Recomendações para realização da Baciloscopia e/ou cultura
Na Tuberculose
Pulmonar
1 – Baciloscopia é obrigatória na análise de todas as amostras, tanto
para o diagnóstico quanto para o controle de tratamento.
2 – Cultura é obrigatória para:
▪ diagnóstico em todas as outras amostras, que não o escarro;
▪ confirmação diagnóstica, em amostras de escarro de sintomáticos
respiratórios com baciloscopia repetidamente negativa;
▪ verificação da farmacorresistência, em qualquer amostra de casos que
não respondem ao tratamento
Na Tuberculose
Extrapulmonar
É obrigatória a realização simultânea da baciloscopia e da cultura em
todas as amostras, menos no sangue.
Recomenda-se a baciloscopia e a cultura, em qualquer amostra de pacientes HIV
positivos, uma vez que eles podem ser acometidos por outras micobactérias, que exigem
identificação da espécie para adequação do tratamento.

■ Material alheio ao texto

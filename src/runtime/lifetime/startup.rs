use std::sync::Arc;

use anyhow::{Context, Result};
use tracing::{debug, info};

use crate::config::StaticConfig;
use crate::services::LinkService;
use crate::storage::StoreContext;

pub struct StartupContext {
    pub store: Arc<StoreContext>,
    pub link_service: Arc<LinkService>,
}

/// Open the configured backend and build the services on top of it.
pub async fn prepare_startup(config: &StaticConfig) -> Result<StartupContext> {
    let start_time = std::time::Instant::now();
    debug!("Starting pre-startup processing...");

    let store = StoreContext::from_config(&config.database)
        .await
        .context("Failed to create storage backend")?;
    info!("Using storage backend: {}", store.kind());

    let link_service = LinkService::new(&store, &config.shorten)
        .context("Failed to initialize link service")?;
    link_service
        .init_indexes()
        .await
        .context("Failed to create indexes")?;

    debug!(
        "Pre-startup processing completed in {} ms",
        start_time.elapsed().as_millis()
    );

    Ok(StartupContext {
        store: Arc::new(store),
        link_service: Arc::new(link_service),
    })
}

A baciloscopia é obrigatória na tuberculose pulmonar porque identifica a maioria dos
casos bacilíferos, que são as fontes mais importantes de transmissão da doença.
A baciloscopia de controle permite avaliar o sucesso ou a falência do tratamento, sendo
ideal a sua realização ao final de cada mês de tratamento. Baciloscopia negativa ao final do
segundo mês e permanência desta até o final do tratamento demonstra a cura da doença.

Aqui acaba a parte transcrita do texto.